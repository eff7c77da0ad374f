//! Slot and type metadata consumed by the compiler.
//!
//! The compiler only reads metadata through the [`Metadata`] trait. [`Schema`]
//! is a plain implementation that can be assembled in code or loaded from
//! JSON/TOML.
//!
//! # Example
//! ```
//! use eavql::schema::{Metadata, Schema};
//!
//! let json = r#"{
//!     "entity_types": [
//!         { "name": "Person", "id": 1 },
//!         { "name": "Employee", "id": 2, "supertypes": ["Person"] }
//!     ],
//!     "slots": [
//!         { "type_name": "Person", "member": "age", "table": "T_AGE" }
//!     ]
//! }"#;
//!
//! let schema = Schema::from_json(json).unwrap();
//! assert_eq!(schema.assignable_type_ids("Person"), vec![1, 2]);
//! ```

use serde::{Deserialize, Serialize};
use std::collections::HashMap;

use crate::ast::QualifiedName;
use crate::error::{EavError, EavResult};

/// Storage metadata of one slot.
#[derive(Debug, Clone, PartialEq, Eq, Serialize, Deserialize)]
pub struct SlotInfo {
    /// Table holding the slot's rows.
    pub table: String,
    /// 0 for single-valued slots, otherwise the collection nesting depth.
    #[serde(default)]
    pub collection_depth: u32,
}

impl SlotInfo {
    pub fn new(table: impl Into<String>, collection_depth: u32) -> Self {
        Self { table: table.into(), collection_depth }
    }

    pub fn is_collection(&self) -> bool {
        self.collection_depth > 0
    }
}

/// A domain type known to the storage layer.
#[derive(Debug, Clone, PartialEq, Eq, Serialize, Deserialize)]
pub struct EntityType {
    pub name: String,
    /// Numeric ID stored in the type membership table.
    pub id: i64,
    /// Direct supertypes (classes or interfaces).
    #[serde(default)]
    pub supertypes: Vec<String>,
    /// Abstract types never own rows.
    #[serde(default, rename = "abstract")]
    pub is_abstract: bool,
}

/// Read-only metadata interface.
pub trait Metadata: Send + Sync {
    /// Storage metadata for a slot, if registered.
    fn slot(&self, name: &QualifiedName) -> Option<&SlotInfo>;

    /// Every type the storage layer knows about.
    fn entity_types(&self) -> &[EntityType];

    /// True if `type_name` is `target` or has it among its transitive supertypes.
    fn is_assignable(&self, type_name: &str, target: &str) -> bool {
        let mut pending = vec![type_name];
        let mut seen: Vec<&str> = Vec::new();
        while let Some(current) = pending.pop() {
            if current == target {
                return true;
            }
            if seen.contains(&current) {
                continue;
            }
            seen.push(current);
            if let Some(ty) = self.entity_types().iter().find(|t| t.name == current) {
                pending.extend(ty.supertypes.iter().map(String::as_str));
            }
        }
        false
    }

    /// IDs of all concrete types assignable to `result_type`, in declaration order.
    fn assignable_type_ids(&self, result_type: &str) -> Vec<i64> {
        self.entity_types()
            .iter()
            .filter(|t| !t.is_abstract && self.is_assignable(&t.name, result_type))
            .map(|t| t.id)
            .collect()
    }
}

/// Serialized slot entry.
#[derive(Debug, Clone, Serialize, Deserialize)]
struct SlotDef {
    type_name: String,
    member: String,
    table: String,
    #[serde(default)]
    collection_depth: u32,
}

#[derive(Debug, Default, Serialize, Deserialize)]
struct SchemaDef {
    #[serde(default)]
    entity_types: Vec<EntityType>,
    #[serde(default)]
    slots: Vec<SlotDef>,
}

/// In-memory metadata map.
#[derive(Debug, Clone, Default)]
pub struct Schema {
    types: Vec<EntityType>,
    slots: HashMap<QualifiedName, SlotInfo>,
}

impl Schema {
    /// Create an empty schema.
    pub fn new() -> Self {
        Self::default()
    }

    pub fn add_entity_type(&mut self, ty: EntityType) -> &mut Self {
        self.types.push(ty);
        self
    }

    /// Register a concrete type with its direct supertypes.
    pub fn entity(&mut self, name: &str, id: i64, supertypes: &[&str]) -> &mut Self {
        self.add_entity_type(EntityType {
            name: name.to_string(),
            id,
            supertypes: supertypes.iter().map(|s| s.to_string()).collect(),
            is_abstract: false,
        })
    }

    pub fn add_slot(&mut self, name: QualifiedName, info: SlotInfo) -> &mut Self {
        self.slots.insert(name, info);
        self
    }

    pub fn slot_count(&self) -> usize {
        self.slots.len()
    }

    /// Load schema from JSON string.
    pub fn from_json(json: &str) -> EavResult<Self> {
        let def: SchemaDef = serde_json::from_str(json)?;
        Ok(Self::from_def(def))
    }

    /// Load schema from TOML string.
    pub fn from_toml(input: &str) -> EavResult<Self> {
        let def: SchemaDef = toml::from_str(input).map_err(|e| EavError::Schema(e.to_string()))?;
        Ok(Self::from_def(def))
    }

    fn from_def(def: SchemaDef) -> Self {
        let mut schema = Self::new();
        schema.types = def.entity_types;
        for slot in def.slots {
            schema.add_slot(
                QualifiedName::new(slot.type_name, slot.member),
                SlotInfo::new(slot.table, slot.collection_depth),
            );
        }
        schema
    }
}

impl Metadata for Schema {
    fn slot(&self, name: &QualifiedName) -> Option<&SlotInfo> {
        self.slots.get(name)
    }

    fn entity_types(&self) -> &[EntityType] {
        &self.types
    }
}
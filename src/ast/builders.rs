//! Ergonomic builder functions for predicate trees.
//!
//! # Example
//! ```
//! use eavql::ast::builders::*;
//! use eavql::ast::{Path, QualifiedName};
//!
//! let age = Path::property(QualifiedName::new("Person", "age"));
//! let tags = Path::property(QualifiedName::new("Person", "tags"));
//! let filter = and([gt(age, 30), contains(tags, "red")]);
//! assert_eq!(filter.kind(), "and");
//! ```

use crate::ast::{ComparisonOp, Path, Predicate, Value};

fn compare(op: ComparisonOp, path: Path, value: Value) -> Predicate {
    Predicate::Comparison { op, path, value }
}

/// Create an equality predicate (path = value)
pub fn eq(path: Path, value: impl Into<Value>) -> Predicate {
    compare(ComparisonOp::Eq, path, value.into())
}

/// Create a not-equal predicate (path <> value)
pub fn ne(path: Path, value: impl Into<Value>) -> Predicate {
    compare(ComparisonOp::Ne, path, value.into())
}

/// Create a greater-than predicate (path > value)
pub fn gt(path: Path, value: impl Into<Value>) -> Predicate {
    compare(ComparisonOp::Gt, path, value.into())
}

/// Create a greater-than-or-equal predicate (path >= value)
pub fn ge(path: Path, value: impl Into<Value>) -> Predicate {
    compare(ComparisonOp::Ge, path, value.into())
}

/// Create a less-than predicate (path < value)
pub fn lt(path: Path, value: impl Into<Value>) -> Predicate {
    compare(ComparisonOp::Lt, path, value.into())
}

/// Create a less-than-or-equal predicate (path <= value)
pub fn le(path: Path, value: impl Into<Value>) -> Predicate {
    compare(ComparisonOp::Le, path, value.into())
}

/// Create a regular expression match
pub fn matches(path: Path, regex: impl Into<String>) -> Predicate {
    Predicate::Matches { path, regex: regex.into() }
}

pub fn contains(path: Path, value: impl Into<Value>) -> Predicate {
    Predicate::Contains { path, value: value.into() }
}

pub fn contains_all<V: Into<Value>>(path: Path, values: impl IntoIterator<Item = V>) -> Predicate {
    Predicate::ContainsAll {
        path,
        values: values.into_iter().map(Into::into).collect(),
    }
}

pub fn is_null(path: Path) -> Predicate {
    Predicate::PropertyNull(path)
}

pub fn is_not_null(path: Path) -> Predicate {
    Predicate::PropertyNotNull(path)
}

pub fn association_null(path: Path) -> Predicate {
    Predicate::AssociationNull(path)
}

pub fn association_not_null(path: Path) -> Predicate {
    Predicate::AssociationNotNull(path)
}

pub fn many_association_contains(path: Path, identity: impl Into<String>) -> Predicate {
    Predicate::ManyAssociationContains { path, identity: identity.into() }
}

pub fn and(children: impl IntoIterator<Item = Predicate>) -> Predicate {
    Predicate::And(children.into_iter().collect())
}

pub fn or(children: impl IntoIterator<Item = Predicate>) -> Predicate {
    Predicate::Or(children.into_iter().collect())
}

pub fn not(operand: Predicate) -> Predicate {
    Predicate::Not(Box::new(operand))
}
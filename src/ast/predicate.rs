use serde::{Deserialize, Serialize};

use crate::ast::{ComparisonOp, Path, SortOrder, Value};

/// Filter over the properties, associations and collections of an entity.
///
/// The set of tags is closed: the compiler matches on every variant, so a new
/// predicate kind fails to build until it has a handler.
#[derive(Debug, Clone, PartialEq, Serialize, Deserialize)]
pub enum Predicate {
    /// All children hold.
    And(Vec<Predicate>),
    /// At least one child holds.
    Or(Vec<Predicate>),
    /// The operand does not hold.
    Not(Box<Predicate>),
    /// `path <op> value`
    Comparison {
        op: ComparisonOp,
        path: Path,
        value: Value,
    },
    /// `path` matches a regular expression.
    Matches { path: Path, regex: String },
    /// The collection at `path` holds `value`.
    Contains { path: Path, value: Value },
    /// The collection at `path` holds every one of `values`.
    ContainsAll { path: Path, values: Vec<Value> },
    /// The property at `path` has no value.
    PropertyNull(Path),
    /// The property at `path` has a value.
    PropertyNotNull(Path),
    /// The association at `path` is unset.
    AssociationNull(Path),
    /// The association at `path` is set.
    AssociationNotNull(Path),
    /// The many-association at `path` references the entity with this identity.
    ManyAssociationContains { path: Path, identity: String },
}

impl Predicate {
    /// Short tag used in diagnostics.
    pub fn kind(&self) -> &'static str {
        match self {
            Predicate::And(_) => "and",
            Predicate::Or(_) => "or",
            Predicate::Not(_) => "not",
            Predicate::Comparison { .. } => "comparison",
            Predicate::Matches { .. } => "matches",
            Predicate::Contains { .. } => "contains",
            Predicate::ContainsAll { .. } => "contains_all",
            Predicate::PropertyNull(_) => "property_null",
            Predicate::PropertyNotNull(_) => "property_not_null",
            Predicate::AssociationNull(_) => "association_null",
            Predicate::AssociationNotNull(_) => "association_not_null",
            Predicate::ManyAssociationContains { .. } => "many_association_contains",
        }
    }
}

/// What an ORDER BY entry sorts on.
#[derive(Debug, Clone, PartialEq, Serialize, Deserialize)]
pub enum SortKey {
    /// The entity identity pseudo-property.
    Identity,
    /// A property (or association) reached through a path.
    Path(Path),
}

#[derive(Debug, Clone, PartialEq, Serialize, Deserialize)]
pub struct OrderBy {
    pub key: SortKey,
    #[serde(default)]
    pub order: SortOrder,
}

impl OrderBy {
    pub fn asc(path: Path) -> Self {
        Self { key: SortKey::Path(path), order: SortOrder::Asc }
    }

    pub fn desc(path: Path) -> Self {
        Self { key: SortKey::Path(path), order: SortOrder::Desc }
    }

    pub fn identity(order: SortOrder) -> Self {
        Self { key: SortKey::Identity, order }
    }
}

/// Everything a single compile call needs besides metadata.
#[derive(Debug, Clone, PartialEq, Serialize, Deserialize)]
pub struct QueryRequest {
    /// Name of the queried entity type; subtypes match too.
    pub result_type: String,
    /// `None` selects every entity of the result type.
    #[serde(default)]
    pub predicate: Option<Predicate>,
    #[serde(default)]
    pub order_by: Vec<OrderBy>,
    #[serde(default)]
    pub offset: Option<usize>,
    #[serde(default)]
    pub limit: Option<usize>,
    /// Produce `SELECT COUNT(..)` instead of the entity rows.
    #[serde(default)]
    pub count_only: bool,
}

impl QueryRequest {
    pub fn new(result_type: impl Into<String>) -> Self {
        Self {
            result_type: result_type.into(),
            predicate: None,
            order_by: Vec::new(),
            offset: None,
            limit: None,
            count_only: false,
        }
    }

    pub fn filter(mut self, predicate: Predicate) -> Self {
        self.predicate = Some(predicate);
        self
    }

    pub fn order_by(mut self, order: OrderBy) -> Self {
        self.order_by.push(order);
        self
    }

    pub fn offset(mut self, n: usize) -> Self {
        self.offset = Some(n);
        self
    }

    pub fn limit(mut self, n: usize) -> Self {
        self.limit = Some(n);
        self
    }

    pub fn count(mut self) -> Self {
        self.count_only = true;
        self
    }
}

----

Problem to work on:
Start at the line containing "self.predicate = Some(predicate);" and return each line up to and including the last line of the material.

Answer space:
        self.predicate = Some(predicate);
        self
    }

    pub fn order_by(mut self, order: OrderBy) -> Self {
        self.order_by.push(order);
        self
    }

    pub fn offset(mut self, n: usize) -> Self {
        self.offset = Some(n);
        self
    }

    pub fn limit(mut self, n: usize) -> Self {
        self.limit = Some(n);
        self
    }

    pub fn count(mut self) -> Self {
        self.count_only = true;
        self
    }
}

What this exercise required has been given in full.